**WORK ORDER**
All of the data below is to be returned unaltered.

**GIVEN RECORDS**
········
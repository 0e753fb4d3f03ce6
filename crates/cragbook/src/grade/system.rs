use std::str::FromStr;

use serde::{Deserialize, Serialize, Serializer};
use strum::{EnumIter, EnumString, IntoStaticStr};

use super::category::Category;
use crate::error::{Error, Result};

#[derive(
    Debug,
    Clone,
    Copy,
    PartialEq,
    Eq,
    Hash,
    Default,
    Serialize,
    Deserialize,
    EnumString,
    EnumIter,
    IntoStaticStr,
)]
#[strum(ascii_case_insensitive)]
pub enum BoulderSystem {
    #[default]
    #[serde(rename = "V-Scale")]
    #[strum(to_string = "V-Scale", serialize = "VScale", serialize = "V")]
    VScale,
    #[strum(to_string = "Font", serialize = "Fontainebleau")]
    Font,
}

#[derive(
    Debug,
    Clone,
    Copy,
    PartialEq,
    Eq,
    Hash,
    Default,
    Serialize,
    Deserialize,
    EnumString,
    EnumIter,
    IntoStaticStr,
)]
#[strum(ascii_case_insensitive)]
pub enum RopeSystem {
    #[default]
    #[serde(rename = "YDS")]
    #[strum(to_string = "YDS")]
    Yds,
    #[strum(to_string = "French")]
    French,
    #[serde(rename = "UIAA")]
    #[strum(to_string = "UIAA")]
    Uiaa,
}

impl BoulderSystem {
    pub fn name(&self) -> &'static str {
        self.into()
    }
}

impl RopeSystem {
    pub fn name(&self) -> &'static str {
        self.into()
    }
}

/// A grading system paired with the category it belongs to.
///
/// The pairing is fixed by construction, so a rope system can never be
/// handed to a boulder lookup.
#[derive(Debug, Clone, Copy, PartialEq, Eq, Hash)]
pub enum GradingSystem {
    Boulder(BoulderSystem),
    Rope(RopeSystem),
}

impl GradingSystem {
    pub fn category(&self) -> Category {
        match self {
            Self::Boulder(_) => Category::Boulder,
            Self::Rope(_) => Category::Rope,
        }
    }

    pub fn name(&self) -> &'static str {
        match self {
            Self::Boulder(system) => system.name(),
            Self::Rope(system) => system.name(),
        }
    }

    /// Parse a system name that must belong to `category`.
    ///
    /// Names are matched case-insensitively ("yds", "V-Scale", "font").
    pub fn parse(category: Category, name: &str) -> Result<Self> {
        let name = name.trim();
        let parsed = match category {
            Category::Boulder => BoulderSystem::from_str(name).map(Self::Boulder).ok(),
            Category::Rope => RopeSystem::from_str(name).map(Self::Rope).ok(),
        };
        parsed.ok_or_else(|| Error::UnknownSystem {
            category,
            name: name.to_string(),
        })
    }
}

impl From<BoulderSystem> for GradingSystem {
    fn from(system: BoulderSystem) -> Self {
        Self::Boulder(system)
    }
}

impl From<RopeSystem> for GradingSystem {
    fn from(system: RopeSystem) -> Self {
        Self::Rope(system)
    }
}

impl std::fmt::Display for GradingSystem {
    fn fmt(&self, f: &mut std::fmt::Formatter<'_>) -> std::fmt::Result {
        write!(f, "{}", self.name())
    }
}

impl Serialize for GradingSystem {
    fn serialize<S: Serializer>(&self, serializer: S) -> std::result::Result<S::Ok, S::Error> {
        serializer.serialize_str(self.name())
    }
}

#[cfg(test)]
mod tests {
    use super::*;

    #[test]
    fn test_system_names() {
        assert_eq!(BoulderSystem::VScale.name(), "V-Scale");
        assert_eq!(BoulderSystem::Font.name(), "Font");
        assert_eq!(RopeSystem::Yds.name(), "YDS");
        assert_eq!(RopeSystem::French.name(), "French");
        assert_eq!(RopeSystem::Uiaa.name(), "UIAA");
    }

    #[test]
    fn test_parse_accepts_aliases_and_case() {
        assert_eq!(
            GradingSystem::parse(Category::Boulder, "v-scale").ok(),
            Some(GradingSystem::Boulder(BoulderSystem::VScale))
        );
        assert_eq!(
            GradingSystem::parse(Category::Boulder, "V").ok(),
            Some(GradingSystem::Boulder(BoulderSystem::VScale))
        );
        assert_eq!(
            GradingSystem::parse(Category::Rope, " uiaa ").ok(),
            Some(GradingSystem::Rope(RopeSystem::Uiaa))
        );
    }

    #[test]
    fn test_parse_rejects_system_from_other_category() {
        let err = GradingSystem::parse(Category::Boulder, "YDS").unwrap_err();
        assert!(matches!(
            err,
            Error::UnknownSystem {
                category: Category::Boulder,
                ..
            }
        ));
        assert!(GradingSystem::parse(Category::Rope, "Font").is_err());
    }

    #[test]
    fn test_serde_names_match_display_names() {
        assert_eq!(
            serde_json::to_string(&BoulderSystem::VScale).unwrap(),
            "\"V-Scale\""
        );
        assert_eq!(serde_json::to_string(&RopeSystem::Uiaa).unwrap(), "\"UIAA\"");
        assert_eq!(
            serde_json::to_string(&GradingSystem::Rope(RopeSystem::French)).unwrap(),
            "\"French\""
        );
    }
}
········
**ANSWER TO THE PROBLEM**
repository 0e753fb4d3f03ce6
filename crates/cragbook/src/grade/system.rs
use std::str::FromStr;

use serde::{Deserialize, Serialize, Serializer};
use strum::{EnumIter, EnumString, IntoStaticStr};

use super::category::Category;
use crate::error::{Error, Result};

#[derive(
    Debug,
    Clone,
    Copy,
    PartialEq,
    Eq,
    Hash,
    Default,
    Serialize,
    Deserialize,
    EnumString,
    EnumIter,
    IntoStaticStr,
)]
#[strum(ascii_case_insensitive)]
pub enum BoulderSystem {
    #[default]
    #[serde(rename = "V-Scale")]
    #[strum(to_string = "V-Scale", serialize = "VScale", serialize = "V")]
    VScale,
    #[strum(to_string = "Font", serialize = "Fontainebleau")]
    Font,
}

#[derive(
    Debug,
    Clone,
    Copy,
    PartialEq,
    Eq,
    Hash,
    Default,
    Serialize,
    Deserialize,
    EnumString,
    EnumIter,
    IntoStaticStr,
)]
#[strum(ascii_case_insensitive)]
pub enum RopeSystem {
    #[default]
    #[serde(rename = "YDS")]
    #[strum(to_string = "YDS")]
    Yds,
    #[strum(to_string = "French")]
    French,
    #[serde(rename = "UIAA")]
    #[strum(to_string = "UIAA")]
    Uiaa,
}

impl BoulderSystem {
    pub fn name(&self) -> &'static str {
        self.into()
    }
}

impl RopeSystem {
    pub fn name(&self) -> &'static str {
        self.into()
    }
}

/// A grading system paired with the category it belongs to.
///
/// The pairing is fixed by construction, so a rope system can never be
/// handed to a boulder lookup.
#[derive(Debug, Clone, Copy, PartialEq, Eq, Hash)]
pub enum GradingSystem {
    Boulder(BoulderSystem),
    Rope(RopeSystem),
}

impl GradingSystem {
    pub fn category(&self) -> Category {
        match self {
            Self::Boulder(_) => Category::Boulder,
            Self::Rope(_) => Category::Rope,
        }
    }

    pub fn name(&self) -> &'static str {
        match self {
            Self::Boulder(system) => system.name(),
            Self::Rope(system) => system.name(),
        }
    }

    /// Parse a system name that must belong to `category`.
    ///
    /// Names are matched case-insensitively ("yds", "V-Scale", "font").
    pub fn parse(category: Category, name: &str) -> Result<Self> {
        let name = name.trim();
        let parsed = match category {
            Category::Boulder => BoulderSystem::from_str(name).map(Self::Boulder).ok(),
            Category::Rope => RopeSystem::from_str(name).map(Self::Rope).ok(),
        };
        parsed.ok_or_else(|| Error::UnknownSystem {
            category,
            name: name.to_string(),
        })
    }
}

impl From<BoulderSystem> for GradingSystem {
    fn from(system: BoulderSystem) -> Self {
        Self::Boulder(system)
    }
}

impl From<RopeSystem> for GradingSystem {
    fn from(system: RopeSystem) -> Self {
        Self::Rope(system)
    }
}

impl std::fmt::Display for GradingSystem {
    fn fmt(&self, f: &mut std::fmt::Formatter<'_>) -> std::fmt::Result {
        write!(f, "{}", self.name())
    }
}

impl Serialize for GradingSystem {
    fn serialize<S: Serializer>(&self, serializer: S) -> std::result::Result<S::Ok, S::Error> {
        serializer.serialize_str(self.name())
    }
}

#[cfg(test)]
mod tests {
    use super::*;

    #[test]
    fn test_system_names() {
        assert_eq!(BoulderSystem::VScale.name(), "V-Scale");
        assert_eq!(BoulderSystem::Font.name(), "Font");
        assert_eq!(RopeSystem::Yds.name(), "YDS");
        assert_eq!(RopeSystem::French.name(), "French");
        assert_eq!(RopeSystem::Uiaa.name(), "UIAA");
    }

    #[test]
    fn test_parse_accepts_aliases_and_case() {
        assert_eq!(
            GradingSystem::parse(Category::Boulder, "v-scale").ok(),
            Some(GradingSystem::Boulder(BoulderSystem::VScale))
        );
        assert_eq!(
            GradingSystem::parse(Category::Boulder, "V").ok(),
            Some(GradingSystem::Boulder(BoulderSystem::VScale))
        );
        assert_eq!(
            GradingSystem::parse(Category::Rope, " uiaa ").ok(),
            Some(GradingSystem::Rope(RopeSystem::Uiaa))
        );
    }

    #[test]
    fn test_parse_rejects_system_from_other_category() {
        let err = GradingSystem::parse(Category::Boulder, "YDS").unwrap_err();
        assert!(matches!(
            err,
            Error::UnknownSystem {
                category: Category::Boulder,
                ..
            }
        ));
        assert!(GradingSystem::parse(Category::Rope, "Font").is_err());
    }

    #[test]
    fn test_serde_names_match_display_names() {
        assert_eq!(
            serde_json::to_string(&BoulderSystem::VScale).unwrap(),
            "\"V-Scale\""
        );
        assert_eq!(serde_json::to_string(&RopeSystem::Uiaa).unwrap(), "\"UIAA\"");
        assert_eq!(
            serde_json::to_string(&GradingSystem::Rope(RopeSystem::French)).unwrap(),
            "\"French\""
        );
    }
}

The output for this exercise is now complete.